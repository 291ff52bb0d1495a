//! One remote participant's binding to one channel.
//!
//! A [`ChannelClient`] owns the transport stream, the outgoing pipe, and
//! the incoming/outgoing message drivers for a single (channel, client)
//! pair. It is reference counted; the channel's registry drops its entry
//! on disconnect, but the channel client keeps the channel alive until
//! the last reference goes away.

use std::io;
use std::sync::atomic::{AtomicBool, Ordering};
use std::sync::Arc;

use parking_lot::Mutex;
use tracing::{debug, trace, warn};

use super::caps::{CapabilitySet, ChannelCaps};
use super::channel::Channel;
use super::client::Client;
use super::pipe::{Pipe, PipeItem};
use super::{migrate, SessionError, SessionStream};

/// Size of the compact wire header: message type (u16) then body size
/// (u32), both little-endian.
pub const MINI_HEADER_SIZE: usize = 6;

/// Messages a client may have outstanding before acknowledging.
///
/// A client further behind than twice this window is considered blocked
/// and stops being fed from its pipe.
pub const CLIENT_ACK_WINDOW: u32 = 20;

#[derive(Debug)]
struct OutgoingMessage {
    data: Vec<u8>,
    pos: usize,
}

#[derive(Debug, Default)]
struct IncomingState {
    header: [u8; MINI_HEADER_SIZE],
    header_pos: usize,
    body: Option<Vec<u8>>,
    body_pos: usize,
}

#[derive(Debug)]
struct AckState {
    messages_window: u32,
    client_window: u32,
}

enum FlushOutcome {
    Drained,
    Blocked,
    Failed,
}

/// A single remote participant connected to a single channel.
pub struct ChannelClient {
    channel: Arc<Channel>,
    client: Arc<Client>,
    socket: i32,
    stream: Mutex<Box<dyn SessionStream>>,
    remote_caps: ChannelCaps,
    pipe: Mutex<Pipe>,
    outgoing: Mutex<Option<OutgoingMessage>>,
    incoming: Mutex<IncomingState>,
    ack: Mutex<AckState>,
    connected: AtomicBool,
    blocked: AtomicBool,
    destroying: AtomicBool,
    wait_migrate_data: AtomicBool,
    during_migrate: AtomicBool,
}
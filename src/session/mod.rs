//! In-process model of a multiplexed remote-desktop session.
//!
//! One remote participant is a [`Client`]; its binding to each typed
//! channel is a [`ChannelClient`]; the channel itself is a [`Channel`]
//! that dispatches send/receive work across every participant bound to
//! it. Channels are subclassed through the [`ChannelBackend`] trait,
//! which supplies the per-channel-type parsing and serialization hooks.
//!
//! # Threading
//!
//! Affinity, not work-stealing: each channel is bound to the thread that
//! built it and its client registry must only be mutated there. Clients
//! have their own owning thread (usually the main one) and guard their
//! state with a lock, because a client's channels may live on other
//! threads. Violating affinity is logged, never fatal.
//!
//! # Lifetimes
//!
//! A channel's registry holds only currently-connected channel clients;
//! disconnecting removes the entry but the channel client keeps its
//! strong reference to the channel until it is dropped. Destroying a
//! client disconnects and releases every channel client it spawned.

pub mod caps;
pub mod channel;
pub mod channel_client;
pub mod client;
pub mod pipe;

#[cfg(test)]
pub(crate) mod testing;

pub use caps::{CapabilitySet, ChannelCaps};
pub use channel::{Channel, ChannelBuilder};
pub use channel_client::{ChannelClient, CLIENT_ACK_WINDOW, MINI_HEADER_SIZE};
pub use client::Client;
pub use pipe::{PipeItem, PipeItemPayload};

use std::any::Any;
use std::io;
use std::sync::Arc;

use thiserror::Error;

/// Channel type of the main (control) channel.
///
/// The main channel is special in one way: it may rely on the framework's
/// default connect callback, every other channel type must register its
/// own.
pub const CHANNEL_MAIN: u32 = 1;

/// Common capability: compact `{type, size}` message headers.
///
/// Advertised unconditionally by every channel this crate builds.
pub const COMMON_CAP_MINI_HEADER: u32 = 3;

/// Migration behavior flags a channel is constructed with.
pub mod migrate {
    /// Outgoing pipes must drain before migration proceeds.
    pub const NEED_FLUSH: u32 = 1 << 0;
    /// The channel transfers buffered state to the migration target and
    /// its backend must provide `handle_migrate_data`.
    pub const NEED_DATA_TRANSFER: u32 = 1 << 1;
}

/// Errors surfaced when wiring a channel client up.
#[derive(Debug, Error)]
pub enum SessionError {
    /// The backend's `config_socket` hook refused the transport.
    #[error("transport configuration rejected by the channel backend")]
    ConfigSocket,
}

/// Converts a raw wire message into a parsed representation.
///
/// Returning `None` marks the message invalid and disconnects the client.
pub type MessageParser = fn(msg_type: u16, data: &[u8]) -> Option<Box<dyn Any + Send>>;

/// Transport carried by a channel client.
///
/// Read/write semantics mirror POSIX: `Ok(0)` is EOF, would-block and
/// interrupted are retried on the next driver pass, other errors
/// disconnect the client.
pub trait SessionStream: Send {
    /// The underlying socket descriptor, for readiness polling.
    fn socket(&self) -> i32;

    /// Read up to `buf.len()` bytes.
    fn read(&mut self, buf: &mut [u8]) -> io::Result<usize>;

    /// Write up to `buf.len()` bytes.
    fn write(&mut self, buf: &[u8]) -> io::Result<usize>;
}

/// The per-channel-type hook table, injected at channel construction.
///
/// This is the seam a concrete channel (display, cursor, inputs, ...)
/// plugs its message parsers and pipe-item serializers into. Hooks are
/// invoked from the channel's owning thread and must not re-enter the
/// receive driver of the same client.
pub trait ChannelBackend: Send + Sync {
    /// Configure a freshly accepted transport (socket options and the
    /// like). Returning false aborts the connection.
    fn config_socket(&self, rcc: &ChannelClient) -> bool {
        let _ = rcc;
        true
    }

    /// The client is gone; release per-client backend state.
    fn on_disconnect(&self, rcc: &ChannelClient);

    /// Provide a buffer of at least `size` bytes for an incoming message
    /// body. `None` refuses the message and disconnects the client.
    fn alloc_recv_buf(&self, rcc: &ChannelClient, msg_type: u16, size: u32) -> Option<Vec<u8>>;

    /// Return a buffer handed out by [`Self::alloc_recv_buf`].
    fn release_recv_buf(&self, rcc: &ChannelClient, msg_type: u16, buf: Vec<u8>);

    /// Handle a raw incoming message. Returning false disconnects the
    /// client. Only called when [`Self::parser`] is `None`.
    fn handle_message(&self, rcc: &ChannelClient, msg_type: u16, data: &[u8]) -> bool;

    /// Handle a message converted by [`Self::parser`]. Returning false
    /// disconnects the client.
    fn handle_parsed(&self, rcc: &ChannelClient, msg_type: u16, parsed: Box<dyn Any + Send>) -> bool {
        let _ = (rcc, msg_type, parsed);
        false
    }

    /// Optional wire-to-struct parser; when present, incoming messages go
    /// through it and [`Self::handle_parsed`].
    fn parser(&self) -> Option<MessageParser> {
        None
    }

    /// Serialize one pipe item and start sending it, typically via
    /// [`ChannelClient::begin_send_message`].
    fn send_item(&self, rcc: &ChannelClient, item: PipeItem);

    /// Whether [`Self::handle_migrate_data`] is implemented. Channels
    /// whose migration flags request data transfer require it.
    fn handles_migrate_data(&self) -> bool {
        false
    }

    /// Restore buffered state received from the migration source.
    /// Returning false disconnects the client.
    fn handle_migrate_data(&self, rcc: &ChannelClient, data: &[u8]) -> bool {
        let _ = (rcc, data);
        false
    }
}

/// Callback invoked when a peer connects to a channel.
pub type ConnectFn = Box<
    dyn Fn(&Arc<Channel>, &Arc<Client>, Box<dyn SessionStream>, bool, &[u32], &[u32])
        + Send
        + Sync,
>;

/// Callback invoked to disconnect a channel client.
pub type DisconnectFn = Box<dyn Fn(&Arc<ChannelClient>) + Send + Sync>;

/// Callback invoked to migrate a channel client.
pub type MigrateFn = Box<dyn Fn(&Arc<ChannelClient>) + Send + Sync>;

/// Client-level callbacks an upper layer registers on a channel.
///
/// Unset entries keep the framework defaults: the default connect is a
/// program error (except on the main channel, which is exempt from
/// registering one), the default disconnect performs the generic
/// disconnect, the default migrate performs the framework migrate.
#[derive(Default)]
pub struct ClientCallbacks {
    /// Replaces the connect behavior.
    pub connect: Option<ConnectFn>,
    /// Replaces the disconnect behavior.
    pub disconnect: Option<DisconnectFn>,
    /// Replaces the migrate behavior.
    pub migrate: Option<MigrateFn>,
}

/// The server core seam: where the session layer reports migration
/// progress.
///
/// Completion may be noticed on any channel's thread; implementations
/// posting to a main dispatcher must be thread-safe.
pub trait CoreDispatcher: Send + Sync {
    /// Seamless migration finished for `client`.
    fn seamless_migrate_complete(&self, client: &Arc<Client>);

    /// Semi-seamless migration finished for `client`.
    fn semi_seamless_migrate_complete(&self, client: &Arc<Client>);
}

★ ★ ★

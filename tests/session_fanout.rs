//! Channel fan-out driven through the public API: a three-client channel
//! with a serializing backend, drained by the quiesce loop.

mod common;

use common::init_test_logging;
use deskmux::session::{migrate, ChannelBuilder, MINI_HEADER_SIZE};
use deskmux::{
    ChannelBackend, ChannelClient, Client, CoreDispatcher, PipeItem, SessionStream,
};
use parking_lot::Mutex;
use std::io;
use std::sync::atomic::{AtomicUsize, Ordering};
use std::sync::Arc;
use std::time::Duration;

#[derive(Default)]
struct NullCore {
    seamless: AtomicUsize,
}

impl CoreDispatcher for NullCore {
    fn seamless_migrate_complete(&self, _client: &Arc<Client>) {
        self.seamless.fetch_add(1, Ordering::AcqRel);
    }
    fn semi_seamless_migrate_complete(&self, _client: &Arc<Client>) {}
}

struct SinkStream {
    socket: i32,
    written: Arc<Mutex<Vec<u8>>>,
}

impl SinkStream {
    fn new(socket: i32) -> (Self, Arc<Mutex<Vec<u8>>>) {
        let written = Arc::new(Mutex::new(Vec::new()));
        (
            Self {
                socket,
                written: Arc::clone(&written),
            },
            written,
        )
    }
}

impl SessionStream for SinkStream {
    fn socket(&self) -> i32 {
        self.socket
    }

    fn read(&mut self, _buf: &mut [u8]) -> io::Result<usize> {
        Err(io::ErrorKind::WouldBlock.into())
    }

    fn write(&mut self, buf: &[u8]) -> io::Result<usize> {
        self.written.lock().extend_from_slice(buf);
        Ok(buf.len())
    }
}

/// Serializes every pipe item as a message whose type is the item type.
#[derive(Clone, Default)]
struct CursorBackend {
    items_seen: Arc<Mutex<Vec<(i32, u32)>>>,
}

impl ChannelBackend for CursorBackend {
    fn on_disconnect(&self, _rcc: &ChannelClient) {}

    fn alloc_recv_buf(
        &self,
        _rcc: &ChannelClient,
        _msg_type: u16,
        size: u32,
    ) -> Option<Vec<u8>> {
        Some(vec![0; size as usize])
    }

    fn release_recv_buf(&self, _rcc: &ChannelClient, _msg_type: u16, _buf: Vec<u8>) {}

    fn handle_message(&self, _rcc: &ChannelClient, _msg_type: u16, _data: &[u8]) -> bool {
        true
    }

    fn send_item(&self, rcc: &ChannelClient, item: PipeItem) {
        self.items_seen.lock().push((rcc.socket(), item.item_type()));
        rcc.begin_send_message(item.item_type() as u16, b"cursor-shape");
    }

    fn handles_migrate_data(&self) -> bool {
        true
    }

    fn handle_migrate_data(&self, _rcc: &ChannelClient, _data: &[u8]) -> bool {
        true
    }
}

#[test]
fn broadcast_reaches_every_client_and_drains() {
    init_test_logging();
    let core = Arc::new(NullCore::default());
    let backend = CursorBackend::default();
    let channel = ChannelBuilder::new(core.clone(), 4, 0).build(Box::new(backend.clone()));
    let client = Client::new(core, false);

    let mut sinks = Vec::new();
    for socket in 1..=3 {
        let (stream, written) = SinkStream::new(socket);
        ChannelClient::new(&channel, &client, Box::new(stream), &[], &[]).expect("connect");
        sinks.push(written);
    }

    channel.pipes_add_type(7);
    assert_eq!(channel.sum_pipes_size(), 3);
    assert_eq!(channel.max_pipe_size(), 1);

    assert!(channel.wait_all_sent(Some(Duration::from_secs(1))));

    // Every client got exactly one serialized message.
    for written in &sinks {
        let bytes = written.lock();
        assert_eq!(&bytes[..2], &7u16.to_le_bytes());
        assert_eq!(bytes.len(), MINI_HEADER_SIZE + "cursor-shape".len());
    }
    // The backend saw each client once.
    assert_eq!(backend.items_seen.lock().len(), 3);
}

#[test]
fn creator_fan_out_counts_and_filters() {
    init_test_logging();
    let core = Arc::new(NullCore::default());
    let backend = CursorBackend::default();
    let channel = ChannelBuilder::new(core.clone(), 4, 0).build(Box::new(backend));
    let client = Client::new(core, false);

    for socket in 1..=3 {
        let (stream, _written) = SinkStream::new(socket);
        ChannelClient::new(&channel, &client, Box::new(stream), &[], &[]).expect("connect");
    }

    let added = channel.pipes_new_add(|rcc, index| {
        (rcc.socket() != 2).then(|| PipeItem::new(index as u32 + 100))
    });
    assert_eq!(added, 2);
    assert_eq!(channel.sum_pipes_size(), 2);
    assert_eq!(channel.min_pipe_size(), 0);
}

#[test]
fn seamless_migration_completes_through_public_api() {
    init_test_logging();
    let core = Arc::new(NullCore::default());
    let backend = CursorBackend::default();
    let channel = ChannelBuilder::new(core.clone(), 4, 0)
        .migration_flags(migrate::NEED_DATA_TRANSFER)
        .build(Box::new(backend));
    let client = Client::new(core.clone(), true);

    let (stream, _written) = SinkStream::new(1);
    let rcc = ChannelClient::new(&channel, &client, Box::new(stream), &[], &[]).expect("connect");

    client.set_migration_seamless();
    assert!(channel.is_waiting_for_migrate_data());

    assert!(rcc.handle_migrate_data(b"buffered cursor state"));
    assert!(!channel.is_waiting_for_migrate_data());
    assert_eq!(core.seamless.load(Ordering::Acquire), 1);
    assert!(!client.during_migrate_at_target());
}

★ ★ ★

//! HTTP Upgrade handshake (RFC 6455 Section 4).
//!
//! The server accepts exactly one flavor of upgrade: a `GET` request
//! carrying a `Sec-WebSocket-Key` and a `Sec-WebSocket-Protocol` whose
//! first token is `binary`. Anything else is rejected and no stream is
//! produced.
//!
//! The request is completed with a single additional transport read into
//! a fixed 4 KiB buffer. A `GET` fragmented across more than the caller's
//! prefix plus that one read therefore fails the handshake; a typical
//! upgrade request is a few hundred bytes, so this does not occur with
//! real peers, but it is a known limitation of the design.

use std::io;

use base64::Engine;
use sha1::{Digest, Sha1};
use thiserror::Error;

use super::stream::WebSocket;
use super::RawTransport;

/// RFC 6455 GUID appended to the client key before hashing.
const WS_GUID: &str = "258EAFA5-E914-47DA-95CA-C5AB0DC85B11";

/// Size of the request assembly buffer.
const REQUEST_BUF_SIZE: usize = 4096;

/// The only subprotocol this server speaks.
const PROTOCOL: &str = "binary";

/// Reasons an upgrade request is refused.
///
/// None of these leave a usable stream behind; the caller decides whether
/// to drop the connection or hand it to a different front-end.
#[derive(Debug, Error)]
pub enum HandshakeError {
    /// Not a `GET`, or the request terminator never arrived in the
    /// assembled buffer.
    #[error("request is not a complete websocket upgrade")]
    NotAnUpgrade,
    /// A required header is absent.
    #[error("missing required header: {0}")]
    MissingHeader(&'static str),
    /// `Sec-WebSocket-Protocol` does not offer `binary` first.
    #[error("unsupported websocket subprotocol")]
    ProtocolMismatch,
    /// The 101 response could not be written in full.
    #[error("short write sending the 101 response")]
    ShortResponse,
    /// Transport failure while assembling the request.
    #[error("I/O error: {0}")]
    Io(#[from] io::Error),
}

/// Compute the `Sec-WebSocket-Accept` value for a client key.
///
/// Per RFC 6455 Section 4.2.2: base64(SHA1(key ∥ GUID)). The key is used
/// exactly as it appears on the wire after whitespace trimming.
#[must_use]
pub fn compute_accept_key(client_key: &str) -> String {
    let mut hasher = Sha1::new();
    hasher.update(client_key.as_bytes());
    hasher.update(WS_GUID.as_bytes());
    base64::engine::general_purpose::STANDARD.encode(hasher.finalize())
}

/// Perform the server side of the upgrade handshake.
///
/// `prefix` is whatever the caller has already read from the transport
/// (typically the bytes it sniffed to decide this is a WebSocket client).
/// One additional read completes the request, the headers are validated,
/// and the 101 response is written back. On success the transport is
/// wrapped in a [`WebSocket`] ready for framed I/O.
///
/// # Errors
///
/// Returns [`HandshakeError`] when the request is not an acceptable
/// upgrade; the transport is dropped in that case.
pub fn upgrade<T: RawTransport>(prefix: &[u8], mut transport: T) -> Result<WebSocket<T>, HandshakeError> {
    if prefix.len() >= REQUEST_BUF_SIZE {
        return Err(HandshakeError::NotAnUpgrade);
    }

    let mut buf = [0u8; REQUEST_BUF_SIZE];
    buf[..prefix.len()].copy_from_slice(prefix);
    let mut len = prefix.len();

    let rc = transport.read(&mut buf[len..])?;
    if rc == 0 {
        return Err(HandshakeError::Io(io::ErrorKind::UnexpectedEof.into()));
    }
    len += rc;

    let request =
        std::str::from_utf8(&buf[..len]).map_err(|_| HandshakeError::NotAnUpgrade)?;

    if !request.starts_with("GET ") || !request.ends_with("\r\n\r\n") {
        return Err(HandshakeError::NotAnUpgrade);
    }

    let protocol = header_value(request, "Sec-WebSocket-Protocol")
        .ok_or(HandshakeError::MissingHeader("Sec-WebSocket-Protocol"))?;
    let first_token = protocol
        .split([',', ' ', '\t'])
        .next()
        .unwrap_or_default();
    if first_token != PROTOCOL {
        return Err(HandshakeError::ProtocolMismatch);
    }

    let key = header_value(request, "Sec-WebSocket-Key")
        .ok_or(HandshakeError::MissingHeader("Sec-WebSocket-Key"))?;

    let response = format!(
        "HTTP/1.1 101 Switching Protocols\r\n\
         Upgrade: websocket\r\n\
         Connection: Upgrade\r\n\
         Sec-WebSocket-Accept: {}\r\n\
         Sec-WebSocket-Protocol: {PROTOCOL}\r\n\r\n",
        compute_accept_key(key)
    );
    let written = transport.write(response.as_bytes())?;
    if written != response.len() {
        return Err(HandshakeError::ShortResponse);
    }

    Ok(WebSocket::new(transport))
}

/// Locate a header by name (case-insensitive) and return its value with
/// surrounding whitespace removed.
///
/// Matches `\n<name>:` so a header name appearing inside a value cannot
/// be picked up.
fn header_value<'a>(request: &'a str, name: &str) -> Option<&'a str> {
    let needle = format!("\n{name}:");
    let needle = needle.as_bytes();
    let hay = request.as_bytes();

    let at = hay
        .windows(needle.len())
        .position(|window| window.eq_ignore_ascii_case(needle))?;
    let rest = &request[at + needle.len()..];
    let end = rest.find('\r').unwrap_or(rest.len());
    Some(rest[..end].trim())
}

★ ★ ★

_WHAT YOU HAVE TO DO_. Above are the entries. Copy exactly the part that opens with the line containing "this crate builds." and closes with the line containing "pub const NEED_FLUSH: u32 = 1 << 0;", and no more.

_EXERCISE SOLUTION_.
/// Advertised unconditionally by every channel this crate builds.
pub const COMMON_CAP_MINI_HEADER: u32 = 3;

/// Migration behavior flags a channel is constructed with.
pub mod migrate {
    /// Outgoing pipes must drain before migration proceeds.
    pub const NEED_FLUSH: u32 = 1 << 0;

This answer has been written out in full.